Rejected Ingleby Barwick homes now approved

Map of the area Image copyright Stockton Council
Image caption The red area shows the proposed site for the 550 homes

Plans for 550 homes in Ingleby Barwick which were rejected by both the local council and the secretary of state can now go ahead after the government changed its mind.

The previous refusals were quashed by the High Court last year and sent back to the government to reassess after appeals by Tiviot Way Investments.

Now the government has approved the firm's plans despite local opposition.

Stockton Council leader Bob Cook said it makes a mockery of local democracy.

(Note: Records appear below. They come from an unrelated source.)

impl Container {
    pub fn new(bounds: Rectangle) -> Self {
        Self {
            id: ElementId::allocate(),
            bounds,
            background: None,
            children: Vec::new(),
        }
    }

    pub fn with_background(bounds: Rectangle, background: Color32) -> Self {
        Self {
            background: Some(background),
            ..Self::new(bounds)
        }
    }

    #[inline]
    pub fn id(&self) -> ElementId {
        self.id
    }

    #[inline]
    pub fn bounds(&self) -> Rectangle {
        self.bounds
    }

    #[inline]
    pub fn background(&self) -> Option<Color32> {
        self.background
    }

    #[inline]
    pub fn children(&self) -> &[Element] {
        &self.children
    }

    /// Append `child` on top of its siblings.
    pub fn push(&mut self, child: Element) -> ElementId {
        let id = child.id();
        self.children.push(child);
        id
    }

    pub fn paint(&self, surface: &mut PixelSurface, target: &Rectangle) {
        self.paint_skipping(surface, target, None);
    }

    /// Paint as [`paint`](Self::paint) does, leaving out the subtree rooted
    /// at `skip`.
    pub fn paint_without(&self, surface: &mut PixelSurface, target: &Rectangle, skip: ElementId) {
        self.paint_skipping(surface, target, Some(skip));
    }

    fn paint_skipping(
        &self,
        surface: &mut PixelSurface,
        target: &Rectangle,
        skip: Option<ElementId>,
    ) {
        let target = target.bound();
        if !self.bounds.overlaps_with(&target) {
            return;
        }
        let clip = target.intersection(&self.bounds);
        if clip.is_empty() {
            return;
        }
        self.paint_background(surface, &clip);
        self.paint_children(surface, &clip, skip);
    }

    fn paint_background(&self, surface: &mut PixelSurface, clip: &Rectangle) {
        if let Some(background) = self.background {
            surface.blend_rect(clip, background);
        }
    }

    fn paint_children(
        &self,
        surface: &mut PixelSurface,
        clip: &Rectangle,
        skip: Option<ElementId>,
    ) {
        for child in &self.children {
            if skip == Some(child.id()) {
                continue;
            }
            let child_clip = clip.intersection(&child.bounds());
            if child_clip.is_empty() {
                continue;
            }
            child.paint_skipping(surface, &child_clip, skip);
        }
    }

    /// Part of the screen where descendant `id` can show once every
    /// ancestor's clipping is applied. `None` if `id` is not below here.
    pub fn visible_area(&self, id: ElementId) -> Option<Rectangle> {
        self.visible_area_within(id, &self.bounds)
    }

    fn visible_area_within(&self, id: ElementId, clip: &Rectangle) -> Option<Rectangle> {
        self.children
            .iter()
            .find_map(|child| child.visible_area_within(id, clip))
    }

    /// Deepest element under `(x, y)`, trying the topmost child first.
    pub fn hit_test(&self, x: i32, y: i32) -> Option<ElementId> {
        self.children
            .iter()
            .rev()
            .find_map(|child| child.hit_test(x, y))
            .or_else(|| self.bounds.has_point(x, y).then_some(self.id))
    }

    /// Descendant with `id`.
    pub fn find(&self, id: ElementId) -> Option<&Element> {
        self.children.iter().find_map(|child| child.find(id))
    }

    pub fn find_mut(&mut self, id: ElementId) -> Option<&mut Element> {
        for child in &mut self.children {
            if let Some(found) = child.find_mut(id) {
                return Some(found);
            }
        }
        None
    }

    /// Detach the descendant with `id` together with its subtree.
    pub fn remove(&mut self, id: ElementId) -> Option<Element> {
        if let Some(index) = self.children.iter().position(|child| child.id() == id) {
            return Some(self.children.remove(index));
        }
        self.children.iter_mut().find_map(|child| child.remove(id))
    }

    pub fn contains(&self, id: ElementId) -> bool {
        self.find(id).is_some()
    }

    pub fn translate(&mut self, dx: i32, dy: i32) {
        self.bounds = self.bounds.translate(dx, dy);
        for child in &mut self.children {
            child.translate(dx, dy);
        }
    }
}

#[derive(Copy, Clone, Debug, PartialEq, Eq)]
pub struct DragState {
    /// Top-left corner when the drag started.
    pub origin_x: i32,
    pub origin_y: i32,
}

/// A decorated container that can take keyboard focus.
///
/// The window owns a text cursor over its client area. Typed characters are
/// ordinary glyph drawables pushed into the window, so they move and repaint
/// with it like any other child.
#[derive(Clone, Debug)]
pub struct Window {
    container: Container,
    title: String,
    focused: bool,
    drag: Option<DragState>,
    cursor_col: i32,
    cursor_row: i32,
    typed: Vec<ElementId>,
}

impl Window {
    pub fn new(bounds: Rectangle, title: &str) -> Self {
        Self {
            container: Container::with_background(bounds, COLOR_WINDOW_BG),
            title: String::from(title),
            focused: false,
            drag: None,
            cursor_col: 0,
            cursor_row: 0,
            typed: Vec::new(),
        }
    }

    #[inline]
    pub fn id(&self) -> ElementId {
        self.container.id()
    }

    #[inline]
    pub fn bounds(&self) -> Rectangle {
        self.container.bounds()
    }

    #[inline]
    pub fn title(&self) -> &str {
        &self.title
    }

    #[inline]
    pub fn is_focused(&self) -> bool {
        self.focused
    }

    pub fn set_focused(&mut self, focused: bool) {
        self.focused = focused;
    }

    #[inline]
    pub fn container(&self) -> &Container {
        &self.container
    }

    #[inline]
    pub fn container_mut(&mut self) -> &mut Container {
        &mut self.container
    }

    pub fn push(&mut self, child: Element) -> ElementId {
        self.container.push(child)
    }

    pub fn title_bar(&self) -> Rectangle {
        let b = self.bounds();
        Rectangle::new(
            b.x1 + BORDER_WIDTH,
            b.y1 + BORDER_WIDTH,
            b.x2 - BORDER_WIDTH,
            b.y1 + BORDER_WIDTH + TITLE_BAR_HEIGHT,
        )
    }

    /// Area below the title bar and inside the border.
    pub fn client_area(&self) -> Rectangle {
        let b = self.bounds();
        Rectangle::new(
            b.x1 + BORDER_WIDTH,
            b.y1 + BORDER_WIDTH + TITLE_BAR_HEIGHT,
            b.x2 - BORDER_WIDTH,
            b.y2 - BORDER_WIDTH,
        )
    }

    #[inline]
    pub fn text_columns(&self) -> i32 {
        self.client_area().width() / GLYPH_WIDTH
    }

    #[inline]
    pub fn text_rows(&self) -> i32 {
        self.client_area().height() / GLYPH_HEIGHT
    }

    /// `(column, row)` the next typed character lands in.
    #[inline]
    pub fn cursor(&self) -> (i32, i32) {
        (self.cursor_col, self.cursor_row)
    }

    #[inline]
    pub fn drag(&self) -> Option<DragState> {
        self.drag
    }

    #[inline]
    pub fn is_dragging(&self) -> bool {
        self.drag.is_some()
    }

    /// Start a drag unless one is already running.
    pub fn begin_drag(&mut self) {
        if self.drag.is_none() {
            let b = self.bounds();
            self.drag = Some(DragState {
                origin_x: b.x1,
                origin_y: b.y1,
            });
        }
    }

    /// Keep the current position. Returns whether a drag was running.
    pub fn end_drag(&mut self) -> bool {
        self.drag.take().is_some()
    }

    /// Stop dragging and return the offset back to where the drag began.
    pub fn cancel_drag(&mut self) -> Option<(i32, i32)> {
        let drag = self.drag.take()?;
        let b = self.bounds();
        Some((drag.origin_x - b.x1, drag.origin_y - b.y1))
    }

    /// Place `ch` at the cursor and advance it, wrapping at the right edge.
    /// Returns the painted cell, or `None` once the client area is full.
    pub fn type_char(&mut self, ch: u8, fg: Color32) -> Option<Rectangle> {
        let columns = self.text_columns();
        let rows = self.text_rows();
        if columns <= 0 || rows <= 0 {
            return None;
        }
        if self.cursor_col >= columns {
            self.cursor_col = 0;
            self.cursor_row += 1;
        }
        if self.cursor_row >= rows {
            self.cursor_row = rows;
            return None;
        }

        let client = self.client_area();
        let glyph = Drawable::glyph(
            client.x1 + self.cursor_col * GLYPH_WIDTH,
            client.y1 + self.cursor_row * GLYPH_HEIGHT,
            ch,
            fg,
            None,
        );
        let cell = glyph.bounds();
        let id = self.container.push(Element::Drawable(glyph));
        self.typed.push(id);
        self.cursor_col += 1;
        Some(cell)
    }

    /// Remove the most recently typed glyph and move the cursor onto its
    /// cell. Returns the vacated cell.
    pub fn backspace(&mut self) -> Option<Rectangle> {
        while let Some(id) = self.typed.pop() {
            // Glyphs can be removed from outside the window as well.
            let Some(removed) = self.container.remove(id) else {
                continue;
            };
            let cell = removed.bounds();
            let client = self.client_area();
            self.cursor_col = (cell.x1 - client.x1) / GLYPH_WIDTH;
            self.cursor_row = (cell.y1 - client.y1) / GLYPH_HEIGHT;
            return Some(cell);
        }
        None
    }

    /// Move the cursor to the start of the next row, if there is one.
    pub fn newline(&mut self) -> bool {
        if self.cursor_row + 1 >= self.text_rows() {
            return false;
        }
        self.cursor_col = 0;
        self.cursor_row += 1;
        true
    }

    pub fn paint(&self, surface: &mut PixelSurface, target: &Rectangle) {
        self.paint_skipping(surface, target, None);
    }

    fn paint_skipping(
        &self,
        surface: &mut PixelSurface,
        target: &Rectangle,
        skip: Option<ElementId>,
    ) {
        let target = target.bound();
        let bounds = self.bounds();
        if !bounds.overlaps_with(&target) {
            return;
        }
        let clip = target.intersection(&bounds);
        if clip.is_empty() {
            return;
        }

        self.container.paint_background(surface, &clip);

        let bar = self.title_bar();
        let bar_clip = bar.intersection(&clip);
        if !bar_clip.is_empty() {
            let bar_color = if self.focused {
                COLOR_TITLE_BAR_FOCUSED
            } else {
                COLOR_TITLE_BAR
            };
            surface.blend_rect(&bar_clip, bar_color);
            draw_text(
                surface,
                bar.x1 + TITLE_TEXT_INSET,
                bar.y1 + (bar.height() - GLYPH_HEIGHT) / 2,
                self.title.as_bytes(),
                COLOR_TEXT,
                &bar_clip,
            );
        }

        self.container
            .paint_children(surface, &self.client_area().intersection(&clip), skip);
        paint_frame(surface, &bounds, BORDER_WIDTH, COLOR_BORDER, &clip);
    }

    #[inline]
    pub fn hit_test(&self, x: i32, y: i32) -> Option<ElementId> {
        self.container.hit_test(x, y)
    }

    pub fn translate(&mut self, dx: i32, dy: i32) {
        self.container.translate(dx, dy);
    }
}
//! Scripted BIOS for host tests.

use alloc::vec;
use alloc::vec::Vec;

use prism_abi::vbe::{
    FarPtr, MEMORY_MODEL_DIRECT_COLOR, ModeAttributes, RealRegisters, VBE_CONTROLLER_INFO_SIZE,
    VBE_GET_CONTROLLER_INFO, VBE_GET_CURRENT_MODE, VBE_GET_MODE_INFO, VBE_SET_MODE, VBE_SUCCESS,
    VbeModeInfo,
};
use prism_abi::video::{VideoError, VideoResult};
use prism_lib::klog::{klog_discard, klog_register_backend};

use crate::hardware::DisplayHardware;

pub const MODE_LIST_PTR: FarPtr = FarPtr {
    segment: 0x2000,
    offset: 0x0010,
};
const VBE_FAILED: u16 = 0x014F;

pub const MODE_640X480X32: u16 = 0x112;
pub const MODE_1024X768X24: u16 = 0x118;
pub const MODE_1024X768X32: u16 = 0x144;
pub const TEXT_MODE: u16 = 0x03;

pub fn mode(width: u16, height: u16, bpp: u8) -> VbeModeInfo {
    VbeModeInfo {
        attributes: ModeAttributes::SUPPORTED
            | ModeAttributes::COLOR
            | ModeAttributes::GRAPHICS
            | ModeAttributes::LINEAR_FRAMEBUFFER,
        pitch: width * (bpp as u16 / 8),
        width,
        height,
        bits_per_pixel: bpp,
        memory_model: MEMORY_MODEL_DIRECT_COLOR,
        framebuffer: 0xFD00_0000,
    }
}

pub struct FakeBios {
    pub modes: Vec<(u16, VbeModeInfo)>,
    pub current_mode: u16,
    /// Every mode number passed to `4F02`, flags included.
    pub vbe_sets: Vec<u16>,
    /// Every mode number passed to legacy `AH=00h`.
    pub legacy_sets: Vec<u16>,
    pub vram: Vec<u8>,
    pub mapped: Option<(u64, usize)>,
    pub refuse_set_mode: bool,
    pub bad_signature: bool,
}

impl FakeBios {
    pub fn new(modes: Vec<(u16, VbeModeInfo)>) -> Self {
        klog_register_backend(klog_discard);
        Self {
            modes,
            current_mode: TEXT_MODE,
            vbe_sets: Vec::new(),
            legacy_sets: Vec::new(),
            vram: Vec::new(),
            mapped: None,
            refuse_set_mode: false,
            bad_signature: false,
        }
    }

    /// Adapter offering 640x480 and both 1024x768 depths.
    pub fn standard() -> Self {
        Self::new(vec![
            (MODE_640X480X32, mode(640, 480, 32)),
            (MODE_1024X768X24, mode(1024, 768, 24)),
            (MODE_1024X768X32, mode(1024, 768, 32)),
        ])
    }

    /// Bytes of pixel `(x, y)` in the 32 bpp mode.
    pub fn vram_pixel(&self, x: usize, y: usize) -> [u8; 4] {
        let at = y * 1024 * 4 + x * 4;
        [self.vram[at], self.vram[at + 1], self.vram[at + 2], self.vram[at + 3]]
    }
}

impl DisplayHardware for FakeBios {
    fn int10(&mut self, regs: &mut RealRegisters, transfer: &mut [u8]) -> VideoResult {
        match regs.ax {
            VBE_GET_CONTROLLER_INFO => {
                transfer[..VBE_CONTROLLER_INFO_SIZE].fill(0);
                let signature = if self.bad_signature { b"VBE2" } else { b"VESA" };
                transfer[0..4].copy_from_slice(signature);
                transfer[4..6].copy_from_slice(&0x0300u16.to_le_bytes());
                let ptr = ((MODE_LIST_PTR.segment as u32) << 16) | MODE_LIST_PTR.offset as u32;
                transfer[14..18].copy_from_slice(&ptr.to_le_bytes());
                transfer[18..20].copy_from_slice(&256u16.to_le_bytes());
                regs.ax = VBE_SUCCESS;
            }
            VBE_GET_MODE_INFO => {
                let found = self.modes.iter().find(|(number, _)| *number == regs.cx);
                match found {
                    Some((_, info)) => {
                        transfer.fill(0);
                        info.write_to(transfer);
                        regs.ax = VBE_SUCCESS;
                    }
                    None => regs.ax = VBE_FAILED,
                }
            }
            VBE_SET_MODE => {
                self.vbe_sets.push(regs.bx);
                if self.refuse_set_mode {
                    regs.ax = VBE_FAILED;
                } else {
                    self.current_mode = regs.bx & 0x3FFF;
                    regs.ax = VBE_SUCCESS;
                }
            }
            VBE_GET_CURRENT_MODE => {
                regs.bx = self.current_mode;
                regs.ax = VBE_SUCCESS;
            }
            ax if ax & 0xFF00 == 0 => {
                self.legacy_sets.push(ax & 0xFF);
                self.current_mode = ax & 0xFF;
            }
            _ => regs.ax = VBE_FAILED,
        }
        Ok(())
    }

    fn read_real_memory(&mut self, segment: u16, offset: u16, out: &mut [u8]) -> VideoResult {
        out.fill(0xFF);
        if (FarPtr { segment, offset }).linear() != MODE_LIST_PTR.linear() {
            return Err(VideoError::BridgeUnavailable);
        }
        for (slot, (number, _)) in out.chunks_exact_mut(2).zip(&self.modes) {
            slot.copy_from_slice(&number.to_le_bytes());
        }
        Ok(())
    }

    fn map_framebuffer(&mut self, phys: u64, len: usize) -> VideoResult<*mut u8> {
        self.vram = vec![0; len];
        self.mapped = Some((phys, len));
        Ok(self.vram.as_mut_ptr())
    }

    fn unmap_framebuffer(&mut self, _base: *mut u8, _len: usize) {
        self.mapped = None;
    }
}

The plans were unanimously rejected by Stockton Borough Council in June 2014 since when the authority has spent more than £100,000 on legal fees as the applicants appealed first to the department of communities and local government and then to the High Court.


Timeline of the Ingleby Barwick homes

June 2014: Stockton Borough Council's planning committee rejects Tiviot Way Investments' plan for 550 homes on Low Lane in Ingleby Barwick

January 2015: Secretary of State for department of communities and local government Eric Pickles upholds the refusal after an appeal by Tiviot Way Investments

July 2015: The High Court quashes Mr Pickles' decision after a Tiviot Way Investments appeal sending the application to be looked again by the government department

May 2016: New Secretary of State for department of communities and local government Greg Clark approves the plan


Mr Cook said: "This is yet another case of the government overturning a housing application rejected here despite local opposition and when people see these 550 houses getting built they should remember that they were properly considered and unanimously rejected by this council's planning committee only to be waved through by the government.

"We have always maintained that planning decisions are best made locally and not in accordance with inappropriate national guidance. If you want an example to back this up, you need look no further than this case."

James Wharton, Conservative MP for Stockton South, said the lack of a five-year housing plan and problems with the way the council designated green belt land meant the grounds for refusal were incorrect.

He told BBC Tees: "The judge has said look, Stockton Council cannot turn this down on the basis of the reasons they have given, they are not strong enough reasons, they have got this wrong.

"When that's happened it's very difficult to further step in and refuse it."